── Entries supplied
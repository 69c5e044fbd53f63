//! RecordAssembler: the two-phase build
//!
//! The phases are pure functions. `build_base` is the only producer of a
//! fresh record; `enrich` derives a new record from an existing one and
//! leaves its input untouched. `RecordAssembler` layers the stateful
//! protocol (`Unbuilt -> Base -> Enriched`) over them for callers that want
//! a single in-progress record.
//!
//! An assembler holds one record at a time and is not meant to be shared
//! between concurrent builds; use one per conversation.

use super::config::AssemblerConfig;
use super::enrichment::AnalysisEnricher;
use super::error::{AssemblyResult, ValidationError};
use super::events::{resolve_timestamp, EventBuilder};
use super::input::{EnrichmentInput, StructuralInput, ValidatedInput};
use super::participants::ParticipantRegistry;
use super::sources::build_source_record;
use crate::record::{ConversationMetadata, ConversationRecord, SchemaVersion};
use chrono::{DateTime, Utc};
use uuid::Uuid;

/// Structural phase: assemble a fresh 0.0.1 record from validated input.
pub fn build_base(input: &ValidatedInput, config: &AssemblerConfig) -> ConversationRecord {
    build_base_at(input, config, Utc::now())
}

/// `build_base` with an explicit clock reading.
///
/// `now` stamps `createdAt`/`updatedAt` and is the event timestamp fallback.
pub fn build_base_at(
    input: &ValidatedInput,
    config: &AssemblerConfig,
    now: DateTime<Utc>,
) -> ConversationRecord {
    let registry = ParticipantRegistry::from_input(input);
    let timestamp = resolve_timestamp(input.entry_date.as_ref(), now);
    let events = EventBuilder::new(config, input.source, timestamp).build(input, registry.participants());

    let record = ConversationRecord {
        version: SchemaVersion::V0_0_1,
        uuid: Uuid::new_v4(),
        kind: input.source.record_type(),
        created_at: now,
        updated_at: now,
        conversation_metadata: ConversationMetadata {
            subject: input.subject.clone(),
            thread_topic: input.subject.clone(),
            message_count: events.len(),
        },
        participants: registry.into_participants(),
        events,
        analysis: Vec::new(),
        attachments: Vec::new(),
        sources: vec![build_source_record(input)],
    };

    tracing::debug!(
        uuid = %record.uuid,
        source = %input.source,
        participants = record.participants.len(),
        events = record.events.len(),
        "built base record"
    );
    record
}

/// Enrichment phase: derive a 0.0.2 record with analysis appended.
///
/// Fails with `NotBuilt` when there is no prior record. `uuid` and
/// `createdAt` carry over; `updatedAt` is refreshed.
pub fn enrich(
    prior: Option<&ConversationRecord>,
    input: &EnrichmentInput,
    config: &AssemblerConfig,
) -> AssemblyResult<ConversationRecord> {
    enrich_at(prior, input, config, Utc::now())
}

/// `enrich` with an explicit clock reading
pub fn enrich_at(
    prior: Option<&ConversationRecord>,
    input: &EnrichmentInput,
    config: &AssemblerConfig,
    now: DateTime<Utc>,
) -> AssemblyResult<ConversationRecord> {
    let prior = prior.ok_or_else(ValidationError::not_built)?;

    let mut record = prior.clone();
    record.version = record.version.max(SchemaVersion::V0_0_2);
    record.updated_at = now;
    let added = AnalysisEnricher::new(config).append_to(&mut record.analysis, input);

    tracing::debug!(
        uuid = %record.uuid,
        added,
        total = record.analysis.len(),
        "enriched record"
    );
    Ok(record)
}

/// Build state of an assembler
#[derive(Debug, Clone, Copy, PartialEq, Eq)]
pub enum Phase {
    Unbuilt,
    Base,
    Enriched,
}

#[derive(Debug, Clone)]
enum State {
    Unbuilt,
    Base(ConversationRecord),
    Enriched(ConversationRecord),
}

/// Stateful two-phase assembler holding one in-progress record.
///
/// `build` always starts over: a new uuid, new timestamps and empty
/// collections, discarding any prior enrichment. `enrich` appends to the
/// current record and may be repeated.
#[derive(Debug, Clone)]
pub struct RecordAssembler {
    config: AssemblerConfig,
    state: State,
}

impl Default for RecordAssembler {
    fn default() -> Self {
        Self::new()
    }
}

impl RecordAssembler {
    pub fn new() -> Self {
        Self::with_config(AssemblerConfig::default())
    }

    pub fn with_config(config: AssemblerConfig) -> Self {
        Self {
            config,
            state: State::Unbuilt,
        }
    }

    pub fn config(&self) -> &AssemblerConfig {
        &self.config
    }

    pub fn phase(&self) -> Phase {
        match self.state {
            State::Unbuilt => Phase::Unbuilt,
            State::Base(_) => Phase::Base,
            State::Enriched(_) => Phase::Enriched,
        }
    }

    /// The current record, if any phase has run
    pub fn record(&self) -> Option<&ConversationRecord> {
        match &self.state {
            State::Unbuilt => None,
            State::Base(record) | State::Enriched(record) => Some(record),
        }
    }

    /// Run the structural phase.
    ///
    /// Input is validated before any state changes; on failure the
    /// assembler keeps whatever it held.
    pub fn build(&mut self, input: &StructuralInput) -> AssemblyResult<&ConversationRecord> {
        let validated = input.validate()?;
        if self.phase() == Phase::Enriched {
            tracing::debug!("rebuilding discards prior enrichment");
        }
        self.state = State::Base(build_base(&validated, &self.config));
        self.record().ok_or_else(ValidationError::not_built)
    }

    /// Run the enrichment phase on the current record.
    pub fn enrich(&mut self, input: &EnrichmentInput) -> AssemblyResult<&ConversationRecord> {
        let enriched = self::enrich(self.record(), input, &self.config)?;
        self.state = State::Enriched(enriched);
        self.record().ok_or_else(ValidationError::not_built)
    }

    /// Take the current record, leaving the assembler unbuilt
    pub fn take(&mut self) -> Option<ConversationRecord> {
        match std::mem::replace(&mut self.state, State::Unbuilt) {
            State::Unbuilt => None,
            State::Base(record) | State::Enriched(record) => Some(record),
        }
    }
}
────
── Entries supplied
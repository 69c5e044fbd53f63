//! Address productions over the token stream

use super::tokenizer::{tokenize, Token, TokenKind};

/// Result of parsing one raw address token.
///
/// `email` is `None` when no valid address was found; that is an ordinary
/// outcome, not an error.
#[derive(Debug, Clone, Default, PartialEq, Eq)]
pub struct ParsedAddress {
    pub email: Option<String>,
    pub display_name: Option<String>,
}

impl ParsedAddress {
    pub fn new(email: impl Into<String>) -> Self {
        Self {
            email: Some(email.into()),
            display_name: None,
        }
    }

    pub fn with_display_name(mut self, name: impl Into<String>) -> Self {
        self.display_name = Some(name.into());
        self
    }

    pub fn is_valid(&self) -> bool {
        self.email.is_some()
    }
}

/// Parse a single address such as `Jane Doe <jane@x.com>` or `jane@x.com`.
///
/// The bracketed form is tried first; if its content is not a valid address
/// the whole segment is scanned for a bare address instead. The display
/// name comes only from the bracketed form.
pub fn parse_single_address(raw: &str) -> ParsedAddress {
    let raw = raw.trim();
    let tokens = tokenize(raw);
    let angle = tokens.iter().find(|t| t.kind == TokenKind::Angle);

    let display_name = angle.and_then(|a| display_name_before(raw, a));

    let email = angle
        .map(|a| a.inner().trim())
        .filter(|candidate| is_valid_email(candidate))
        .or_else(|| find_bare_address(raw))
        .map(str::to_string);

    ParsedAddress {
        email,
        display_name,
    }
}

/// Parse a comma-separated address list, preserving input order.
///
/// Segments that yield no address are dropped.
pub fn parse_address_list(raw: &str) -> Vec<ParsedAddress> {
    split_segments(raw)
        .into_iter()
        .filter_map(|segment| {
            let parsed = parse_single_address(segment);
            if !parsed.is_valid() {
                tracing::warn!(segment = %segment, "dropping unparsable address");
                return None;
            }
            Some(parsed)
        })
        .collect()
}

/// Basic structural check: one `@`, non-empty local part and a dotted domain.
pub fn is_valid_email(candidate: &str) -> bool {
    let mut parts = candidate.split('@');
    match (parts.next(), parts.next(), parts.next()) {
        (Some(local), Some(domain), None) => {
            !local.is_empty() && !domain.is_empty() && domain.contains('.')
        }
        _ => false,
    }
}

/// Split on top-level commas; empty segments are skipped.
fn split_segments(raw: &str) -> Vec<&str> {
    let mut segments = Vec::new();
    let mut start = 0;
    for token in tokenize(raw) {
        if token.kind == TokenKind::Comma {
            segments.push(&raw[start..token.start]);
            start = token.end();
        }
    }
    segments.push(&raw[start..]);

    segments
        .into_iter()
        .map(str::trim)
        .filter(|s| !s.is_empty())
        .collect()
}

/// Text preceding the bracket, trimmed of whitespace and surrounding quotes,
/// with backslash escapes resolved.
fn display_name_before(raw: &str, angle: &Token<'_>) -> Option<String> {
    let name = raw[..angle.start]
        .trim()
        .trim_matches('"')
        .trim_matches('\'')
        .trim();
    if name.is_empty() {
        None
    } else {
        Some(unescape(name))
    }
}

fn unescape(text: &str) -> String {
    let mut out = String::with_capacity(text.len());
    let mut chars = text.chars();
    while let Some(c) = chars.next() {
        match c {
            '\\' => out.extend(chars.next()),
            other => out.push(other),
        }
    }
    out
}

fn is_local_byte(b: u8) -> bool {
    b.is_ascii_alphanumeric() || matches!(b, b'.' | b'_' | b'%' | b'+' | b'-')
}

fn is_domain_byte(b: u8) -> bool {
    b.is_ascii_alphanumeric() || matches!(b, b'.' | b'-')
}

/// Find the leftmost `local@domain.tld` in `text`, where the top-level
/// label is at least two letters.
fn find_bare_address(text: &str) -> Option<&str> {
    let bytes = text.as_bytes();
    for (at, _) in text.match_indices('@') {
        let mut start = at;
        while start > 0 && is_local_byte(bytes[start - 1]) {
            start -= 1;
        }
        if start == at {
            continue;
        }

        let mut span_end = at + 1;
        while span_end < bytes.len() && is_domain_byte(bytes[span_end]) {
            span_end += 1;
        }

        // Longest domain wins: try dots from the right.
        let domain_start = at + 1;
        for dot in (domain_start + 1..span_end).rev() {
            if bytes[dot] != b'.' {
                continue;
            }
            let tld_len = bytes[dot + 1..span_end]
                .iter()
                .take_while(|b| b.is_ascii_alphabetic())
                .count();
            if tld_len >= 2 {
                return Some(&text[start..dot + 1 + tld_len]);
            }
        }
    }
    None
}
────
* Exercise aim
Filter the lines above, keeping each one that contains the string "ConversationMetadata".

* Written solution
use crate::record::{ConversationMetadata, ConversationRecord, SchemaVersion};
        conversation_metadata: ConversationMetadata {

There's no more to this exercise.